:: DATA PROVIDED ::
━━━━━━━━━━━━━━━━━━━━━━━━━━━━━━
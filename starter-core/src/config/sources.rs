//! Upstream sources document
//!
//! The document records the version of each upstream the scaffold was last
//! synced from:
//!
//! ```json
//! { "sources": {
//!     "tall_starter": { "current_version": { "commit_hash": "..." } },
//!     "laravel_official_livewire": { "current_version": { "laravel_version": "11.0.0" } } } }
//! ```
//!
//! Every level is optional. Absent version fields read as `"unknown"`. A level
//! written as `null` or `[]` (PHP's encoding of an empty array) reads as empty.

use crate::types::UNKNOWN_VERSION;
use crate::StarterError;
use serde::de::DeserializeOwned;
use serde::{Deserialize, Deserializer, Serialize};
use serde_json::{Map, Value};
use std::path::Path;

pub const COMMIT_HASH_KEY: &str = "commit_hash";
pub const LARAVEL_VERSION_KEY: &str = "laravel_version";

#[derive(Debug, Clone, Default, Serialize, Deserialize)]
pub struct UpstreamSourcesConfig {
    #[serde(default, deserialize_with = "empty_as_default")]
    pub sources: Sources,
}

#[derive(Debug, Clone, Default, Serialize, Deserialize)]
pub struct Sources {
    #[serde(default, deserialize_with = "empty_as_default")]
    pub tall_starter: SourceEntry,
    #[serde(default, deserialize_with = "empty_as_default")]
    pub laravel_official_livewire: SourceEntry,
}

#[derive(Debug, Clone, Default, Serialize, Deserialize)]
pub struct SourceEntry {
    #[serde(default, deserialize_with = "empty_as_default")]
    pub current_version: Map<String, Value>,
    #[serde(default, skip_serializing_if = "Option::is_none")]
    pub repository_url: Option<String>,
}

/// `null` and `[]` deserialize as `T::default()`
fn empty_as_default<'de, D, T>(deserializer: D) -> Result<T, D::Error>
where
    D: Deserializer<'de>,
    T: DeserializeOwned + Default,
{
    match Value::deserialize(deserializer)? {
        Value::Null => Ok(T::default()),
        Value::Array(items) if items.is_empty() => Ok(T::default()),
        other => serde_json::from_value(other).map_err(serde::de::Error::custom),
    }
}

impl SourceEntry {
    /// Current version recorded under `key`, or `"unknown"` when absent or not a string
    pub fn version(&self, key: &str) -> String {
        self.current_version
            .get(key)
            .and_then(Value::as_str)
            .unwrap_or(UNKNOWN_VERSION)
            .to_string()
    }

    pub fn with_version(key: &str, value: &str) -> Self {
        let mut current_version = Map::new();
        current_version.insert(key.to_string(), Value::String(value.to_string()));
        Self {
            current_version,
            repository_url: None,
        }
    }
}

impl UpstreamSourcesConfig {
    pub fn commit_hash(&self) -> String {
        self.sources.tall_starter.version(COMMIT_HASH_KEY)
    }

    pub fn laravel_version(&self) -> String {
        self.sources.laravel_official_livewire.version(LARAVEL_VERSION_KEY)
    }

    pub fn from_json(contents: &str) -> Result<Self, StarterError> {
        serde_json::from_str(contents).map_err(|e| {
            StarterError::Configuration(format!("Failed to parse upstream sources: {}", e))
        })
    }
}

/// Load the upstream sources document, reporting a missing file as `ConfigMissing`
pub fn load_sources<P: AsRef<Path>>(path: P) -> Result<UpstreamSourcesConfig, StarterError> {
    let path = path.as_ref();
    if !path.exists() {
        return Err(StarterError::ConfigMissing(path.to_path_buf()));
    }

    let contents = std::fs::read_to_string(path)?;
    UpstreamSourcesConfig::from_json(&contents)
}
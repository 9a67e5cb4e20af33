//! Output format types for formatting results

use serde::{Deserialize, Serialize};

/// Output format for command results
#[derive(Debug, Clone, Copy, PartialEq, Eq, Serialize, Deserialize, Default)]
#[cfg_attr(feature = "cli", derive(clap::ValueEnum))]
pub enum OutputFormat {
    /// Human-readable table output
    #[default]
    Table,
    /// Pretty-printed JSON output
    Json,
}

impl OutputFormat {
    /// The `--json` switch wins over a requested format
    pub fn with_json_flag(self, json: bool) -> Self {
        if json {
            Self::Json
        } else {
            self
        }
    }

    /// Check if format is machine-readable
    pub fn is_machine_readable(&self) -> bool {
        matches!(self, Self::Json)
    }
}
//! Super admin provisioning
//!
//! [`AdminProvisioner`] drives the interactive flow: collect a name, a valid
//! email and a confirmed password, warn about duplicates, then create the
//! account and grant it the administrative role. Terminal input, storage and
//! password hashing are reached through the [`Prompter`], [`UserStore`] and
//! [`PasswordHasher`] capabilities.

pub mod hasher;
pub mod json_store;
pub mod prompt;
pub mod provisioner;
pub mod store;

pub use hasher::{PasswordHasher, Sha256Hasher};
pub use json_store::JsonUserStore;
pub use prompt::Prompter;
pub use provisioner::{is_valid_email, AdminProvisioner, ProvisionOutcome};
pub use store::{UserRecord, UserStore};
━━━━━━━━━━━━━━━━━━━━━━━━━━━━━━
:: EXERCISE INSTRUCTIONS ::
Identify the lines above that contain the word "bool", then copy them.

:: TASK RESPONSE ::
    pub fn with_json_flag(self, json: bool) -> Self {
    pub fn is_machine_readable(&self) -> bool {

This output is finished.